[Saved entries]
------------------------------------------------------------------------

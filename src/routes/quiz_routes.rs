use actix_web::{web, HttpResponse};
use log::info;
use serde::Deserialize;
use serde_json::json;

use crate::error::ApiError;
use crate::quiz::bank::mock_questions;
use crate::quiz::generate::{build_prompt, questions_from_reply};
use crate::quiz::{Answer, Difficulty, Question, QuizError, QuizKind, QuizSession};

#[derive(Debug, Deserialize)]
pub struct GenerateRequest {
    #[serde(default)]
    quiz_type: QuizKind,
    #[serde(default)]
    difficulty: Difficulty,
    #[serde(default)]
    content: String,
    /// Raw model output, when the client already queried a model.
    #[serde(default)]
    reply: Option<String>,
}

#[derive(Debug, Deserialize)]
pub struct ScoreRequest {
    questions: Vec<Question>,
    #[serde(default)]
    answers: Vec<Option<Answer>>,
    #[serde(default)]
    confidence: Vec<Option<u8>>,
}

pub fn config(cfg: &mut web::ServiceConfig) {
    cfg.service(
        web::scope("/quiz")
            .route("/generate", web::post().to(generate_quiz))
            .route("/score", web::post().to(score_quiz)),
    );
}

async fn generate_quiz(body: web::Json<GenerateRequest>) -> HttpResponse {
    let request = body.into_inner();
    info!(
        "Generating {} quiz ({})",
        request.quiz_type.full_name(),
        request.difficulty.as_str()
    );

    let questions = match request.reply.as_deref() {
        Some(reply) => questions_from_reply(reply, request.quiz_type, request.difficulty),
        None => mock_questions(request.quiz_type, request.difficulty),
    };

    HttpResponse::Ok().json(json!({
        "prompt": build_prompt(&request.content, request.quiz_type, request.difficulty),
        "questions": questions,
    }))
}

/// Replays an attempt through a [`QuizSession`] and returns its results.
/// Answers run in order; trailing unanswered questions score as wrong, but an
/// answer after an unanswered one is rejected.
async fn score_quiz(body: web::Json<ScoreRequest>) -> Result<HttpResponse, ApiError> {
    let request = body.into_inner();
    if let Some(gap) = request.answers.iter().position(Option::is_none) {
        if request.answers[gap..].iter().any(Option::is_some) {
            return Err(ApiError::validation(format!("Question {} is not answered", gap + 1)));
        }
    }
    let mut session = QuizSession::new(request.questions).map_err(quiz_error)?;

    let total = session.questions().len();
    for index in 0..total {
        let Some(answer) = request.answers.get(index).cloned().flatten() else {
            break;
        };
        session.answer(answer).map_err(quiz_error)?;
        if let Some(level) = request.confidence.get(index).copied().flatten() {
            session.rate(level).map_err(quiz_error)?;
        }
        session.advance();
    }

    Ok(HttpResponse::Ok().json(session.results()))
}

fn quiz_error(e: QuizError) -> ApiError {
    ApiError::validation(e.to_string())
}
use std::time::Duration;

use chrono::Utc;
use log::{info, warn};
use tokio::sync::mpsc;
use tokio::time::MissedTickBehavior;

use super::engine::{Durations, TimerEffect, TimerEngine, TimerError, TimerEvent};
use super::logger::SessionSink;
use crate::models::Mode;

/// User input for a running controller.
#[derive(Debug, Clone, Copy, PartialEq, Eq)]
pub enum TimerCommand {
    Start,
    Pause,
    Toggle,
    Reset,
    Skip,
    SetDuration { mode: Mode, minutes: u32 },
    Shutdown,
}

impl TimerCommand {
    fn into_event(self) -> Option<TimerEvent> {
        Some(match self {
            TimerCommand::Start => TimerEvent::Start,
            TimerCommand::Pause => TimerEvent::Pause,
            TimerCommand::Toggle => TimerEvent::Toggle,
            TimerCommand::Reset => TimerEvent::Reset,
            TimerCommand::Skip => TimerEvent::Skip,
            TimerCommand::SetDuration { mode, minutes } => TimerEvent::SetDuration { mode, minutes },
            TimerCommand::Shutdown => return None,
        })
    }
}

/// Owns a [`TimerEngine`] and carries out the effects it emits.
pub struct TimerController<S: SessionSink> {
    engine: TimerEngine,
    sink: S,
    user_id: i64,
}

impl<S: SessionSink> TimerController<S> {
    pub fn new(user_id: i64, durations: Durations, sink: S) -> Self {
        Self {
            engine: TimerEngine::new(durations),
            sink,
            user_id,
        }
    }

    pub fn engine(&self) -> &TimerEngine {
        &self.engine
    }

    /// Applies `event` at the current wall-clock time and runs its effects.
    pub fn handle(&mut self, event: TimerEvent) -> Result<Vec<TimerEffect>, TimerError> {
        let effects = self.engine.apply(event, Utc::now())?;
        for effect in &effects {
            self.execute(effect);
        }
        Ok(effects)
    }

    fn execute(&self, effect: &TimerEffect) {
        match effect {
            TimerEffect::LogSession(session) => {
                info!(
                    "{} interval finished ({}s), submitting for user {}",
                    session.mode, session.duration_seconds, self.user_id
                );
                self.sink.dispatch(session.clone().for_user(self.user_id));
            }
            TimerEffect::ModeChanged { from, to } => info!("Switching from {} to {}", from, to),
        }
    }

    /// Drives the engine from a tick every `period` and from `commands` until
    /// `Shutdown` arrives or the sender is dropped. `observer` sees the engine
    /// after every handled event.
    pub async fn run<F>(mut self, period: Duration, mut commands: mpsc::Receiver<TimerCommand>, mut observer: F) -> Self
    where
        F: FnMut(&TimerEngine, &[TimerEffect]),
    {
        let mut ticker = tokio::time::interval(period);
        ticker.set_missed_tick_behavior(MissedTickBehavior::Delay);

        loop {
            tokio::select! {
                _ = ticker.tick() => {
                    if !self.engine.is_running() {
                        continue;
                    }
                    match self.handle(TimerEvent::Tick) {
                        Ok(effects) => observer(&self.engine, &effects),
                        Err(e) => warn!("Tick failed: {}", e),
                    }
                }
                command = commands.recv() => {
                    let Some(event) = command.and_then(TimerCommand::into_event) else {
                        break;
                    };
                    let was_running = self.engine.is_running();
                    match self.handle(event) {
                        Ok(effects) => observer(&self.engine, &effects),
                        Err(e) => warn!("Ignoring {:?}: {}", event, e),
                    }
                    // A fresh start gets a full first second.
                    if !was_running && self.engine.is_running() {
                        ticker.reset();
                    }
                }
            }
        }

        self
    }
}

#[cfg(test)]
mod tests {
    use super::*;
    use crate::models::NewPomodoroSession;
    use std::sync::{Arc, Mutex};

    #[derive(Clone, Default)]
    struct RecordingSink(Arc<Mutex<Vec<NewPomodoroSession>>>);

    impl RecordingSink {
        fn sessions(&self) -> Vec<NewPomodoroSession> {
            self.0.lock().unwrap().clone()
        }
    }

    impl SessionSink for RecordingSink {
        fn dispatch(&self, session: NewPomodoroSession) {
            self.0.lock().unwrap().push(session);
        }
    }

    #[test]
    fn completed_work_interval_is_dispatched_once() {
        let sink = RecordingSink::default();
        let mut controller = TimerController::new(42, Durations::default(), sink.clone());

        controller.handle(TimerEvent::Start).unwrap();
        for _ in 0..1500 {
            controller.handle(TimerEvent::Tick).unwrap();
        }

        assert_eq!(controller.engine().mode(), Mode::Short);
        assert_eq!(controller.engine().remaining_seconds(), 300);
        let sessions = sink.sessions();
        assert_eq!(sessions.len(), 1);
        assert_eq!(sessions[0].user_id, 42);
        assert_eq!(sessions[0].mode, Mode::Work);
        assert_eq!(sessions[0].duration_seconds, 1500);
    }

    #[test]
    fn invalid_duration_leaves_sink_untouched() {
        let sink = RecordingSink::default();
        let mut controller = TimerController::new(1, Durations::default(), sink.clone());
        assert!(controller
            .handle(TimerEvent::SetDuration { mode: Mode::Work, minutes: 0 })
            .is_err());
        assert!(sink.sessions().is_empty());
    }

    #[tokio::test(start_paused = true)]
    async fn run_loop_ticks_and_stops_on_shutdown() {
        let sink = RecordingSink::default();
        let controller = TimerController::new(7, Durations::new(1, 1, 1).unwrap(), sink.clone());
        let (tx, rx) = mpsc::channel(8);

        let handle = tokio::spawn(controller.run(Duration::from_secs(1), rx, |_, _| {}));
        tx.send(TimerCommand::Start).await.unwrap();
        tokio::time::sleep(Duration::from_secs(61)).await;
        tx.send(TimerCommand::Shutdown).await.unwrap();

        let controller = handle.await.unwrap();
        assert_eq!(controller.engine().mode(), Mode::Short);
        assert_eq!(sink.sessions().len(), 1);
        assert_eq!(sink.sessions()[0].user_id, 7);
    }

    #[tokio::test(start_paused = true)]
    async fn first_tick_comes_a_full_period_after_start() {
        let controller = TimerController::new(7, Durations::default(), RecordingSink::default());
        let (tx, rx) = mpsc::channel(8);
        let seen = Arc::new(Mutex::new(Vec::new()));
        let record = seen.clone();

        let handle = tokio::spawn(controller.run(Duration::from_secs(1), rx, move |engine, _| {
            record.lock().unwrap().push(engine.remaining_seconds());
        }));
        tokio::time::sleep(Duration::from_millis(500)).await;
        tx.send(TimerCommand::Start).await.unwrap();

        tokio::time::sleep(Duration::from_millis(700)).await;
        assert_eq!(*seen.lock().unwrap(), vec![1500]);
        tokio::time::sleep(Duration::from_millis(400)).await;
        assert_eq!(*seen.lock().unwrap(), vec![1500, 1499]);

        drop(tx);
        handle.await.unwrap();
    }

    #[tokio::test(start_paused = true)]
    async fn paused_controller_does_not_count_down() {
        let sink = RecordingSink::default();
        let controller = TimerController::new(7, Durations::new(1, 1, 1).unwrap(), sink.clone());
        let (tx, rx) = mpsc::channel(8);

        let handle = tokio::spawn(controller.run(Duration::from_secs(1), rx, |_, _| {}));
        tokio::time::sleep(Duration::from_secs(120)).await;
        drop(tx);

        let controller = handle.await.unwrap();
        assert_eq!(controller.engine().remaining_seconds(), 60);
        assert!(sink.sessions().is_empty());
    }
}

------------------------------------------------------------------------

## Exercise directions
From the data above, say how many lines include "Option", and write nothing but the number.

## Result of the exercise
6